Change.org Explodes in Popularity
Change.org has exploded in popularity in the last year, with 10,000 new petitions posted every month. Rattray said the start-up -- which he co-founded in 2007 with a fellow Stanford University graduate -- boomed from two employees in 2007 to more than 100.
"It's remarkable," he said. "It's exciting to wake up and every day realize that real lives are being changed because of that platform that we built."
Its victories include several Major League Baseball teams agreeing to make anti-gay bullying "It Gets Better" videos after petitions on Change.org netted thousands of signatures, as well as a petition posted on Change.org pressuring the South African government to establish a task force to end the practice of "corrective rape" for lesbians.

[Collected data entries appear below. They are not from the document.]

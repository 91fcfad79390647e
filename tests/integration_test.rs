//! End-to-end scenarios through the service and the HTTP boundary.

use axum::body::Body;
use axum::http::{header, Request, StatusCode};
use shortener::error::ShortenerError;
use shortener::lifecycle::{ShortenerConfig, ShortenerSystem};
use shortener::store::{JsonFileStore, MemoryStore};
use std::sync::Arc;
use tower::ServiceExt;

#[tokio::test]
async fn shorten_then_resolve_round_trips() {
    let system = ShortenerSystem::new(Arc::new(MemoryStore::new()), ShortenerConfig::default());

    let code = system
        .service()
        .shorten("https://example.com/a")
        .await
        .unwrap();
    assert_eq!(
        system.service().resolve(&code).await.unwrap(),
        "https://example.com/a"
    );

    let err = system.service().shorten("not a url").await;
    assert!(matches!(err, Err(ShortenerError::InvalidUrl(_))));

    system.shutdown().await;
}

#[tokio::test]
async fn records_survive_a_full_restart_with_the_file_store() {
    let dir = tempfile::tempdir().unwrap();

    let code = {
        let store = Arc::new(JsonFileStore::open(dir.path()).unwrap());
        let system = ShortenerSystem::new(store, ShortenerConfig::default());
        let code = system
            .service()
            .shorten("https://example.com/durable")
            .await
            .unwrap();
        system.shutdown().await;
        code
    };

    let store = Arc::new(JsonFileStore::open(dir.path()).unwrap());
    let system = ShortenerSystem::new(store, ShortenerConfig::default());
    assert_eq!(
        system.service().resolve(&code).await.unwrap(),
        "https://example.com/durable"
    );
    system.shutdown().await;
}

fn get(uri: &str) -> Request<Body> {
    Request::builder()
        .uri(uri)
        .header(header::HOST, "sho.rt")
        .body(Body::empty())
        .unwrap()
}

#[tokio::test]
async fn http_boundary_maps_outcomes_to_statuses() {
    let system = ShortenerSystem::new(Arc::new(MemoryStore::new()), ShortenerConfig::default());
    let app = shortener::http::router(system.service().clone());

    let res = app.clone().oneshot(get("/")).await.unwrap();
    assert_eq!(res.status(), StatusCode::OK);

    let res = app
        .clone()
        .oneshot(get("/shorten?url=https://example.com/a"))
        .await
        .unwrap();
    assert_eq!(res.status(), StatusCode::OK);

    let res = app
        .clone()
        .oneshot(get("/shorten?url=not%20a%20url"))
        .await
        .unwrap();
    assert_eq!(res.status(), StatusCode::BAD_REQUEST);

    let res = app.clone().oneshot(get("/shorten")).await.unwrap();
    assert_eq!(res.status(), StatusCode::BAD_REQUEST);

    let res = app.clone().oneshot(get("/go/unknown1")).await.unwrap();
    assert_eq!(res.status(), StatusCode::NOT_FOUND);

    system.shutdown().await;
}

#[tokio::test]
async fn short_url_mirrors_the_request_scheme() {
    let system = ShortenerSystem::new(Arc::new(MemoryStore::new()), ShortenerConfig::default());
    let app = shortener::http::router(system.service().clone());

    // Plain request: http.
    let res = app
        .clone()
        .oneshot(get("/shorten?url=https://example.com/a"))
        .await
        .unwrap();
    let body = axum::body::to_bytes(res.into_body(), 1024).await.unwrap();
    assert!(std::str::from_utf8(&body).unwrap().starts_with("http://sho.rt/go/"));

    // Behind a TLS-terminating proxy: https.
    let req = Request::builder()
        .uri("/shorten?url=https://example.com/b")
        .header(header::HOST, "sho.rt")
        .header("x-forwarded-proto", "https")
        .body(Body::empty())
        .unwrap();
    let res = app.oneshot(req).await.unwrap();
    let body = axum::body::to_bytes(res.into_body(), 1024).await.unwrap();
    assert!(std::str::from_utf8(&body).unwrap().starts_with("https://sho.rt/go/"));

    system.shutdown().await;
}

#[tokio::test]
async fn redirect_carries_the_stored_url() {
    let system = ShortenerSystem::new(Arc::new(MemoryStore::new()), ShortenerConfig::default());
    let code = system
        .service()
        .shorten("https://example.com/target")
        .await
        .unwrap();
    let app = shortener::http::router(system.service().clone());

    let res = app.oneshot(get(&format!("/go/{code}"))).await.unwrap();
    assert_eq!(res.status(), StatusCode::FOUND);
    assert_eq!(
        res.headers().get(header::LOCATION).unwrap(),
        "https://example.com/target"
    );

    system.shutdown().await;
}
use crate::application::http::menu_analysis::router::MenuAnalysisApiDoc;
use utoipa::OpenApi;

#[derive(OpenApi)]
#[openapi(
    info(
        title = "MenuLens API"
    ),
    nest(
        (path = "/menu-analysis", api = MenuAnalysisApiDoc),
    )
)]
pub struct ApiDoc;
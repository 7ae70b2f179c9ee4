pub mod api_entities;
pub mod app_state;
pub mod http_server;
pub mod openapi;
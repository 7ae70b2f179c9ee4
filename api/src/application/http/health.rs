use axum::{Json, Router, routing::get};
use serde::Serialize;

use crate::application::http::server::app_state::AppState;

#[derive(Debug, Serialize)]
struct HealthResponse {
    status: &'static str,
}

async fn health() -> Json<HealthResponse> {
    Json(HealthResponse { status: "ok" })
}

pub fn health_routes(root_path: &str) -> Router<AppState> {
    Router::new().route(&format!("{}/health", root_path), get(health))
}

Change.org, which turned a $5 million profit last year, has opened new offices in Madrid, London, Melbourne, Australia, and Delhi, India -- with plans for offices in 15 more countries.
Stef Gray, a 23-year-old New York college graduate, got a response from Sallie Mae, the nation's largest private lender, after posting a petition on Change.org asking the lender to stop charging the unemployed a penalty fee for deferring payments.
"I was absolutely stunned," Gray said. "I can't believe that it's blown up like this. It's made me feel empowered and optimistic."
Although Sallie Mae did not stop charging the fee, it did agree to apply it to the balance of the loan if on-time payments were made in full for six months in a row. Gray vowed to keep fighting -- along with the more than 120,000 people that signed her petition -- until Sallie Mae does away with the fee all together.
At the Park School, Wells' students said they were proud of their successful petition and already had their sights set on other causes.
"I think it really made me think that we're not just kids," Mikayla said. "We can be really powerful in many different ways."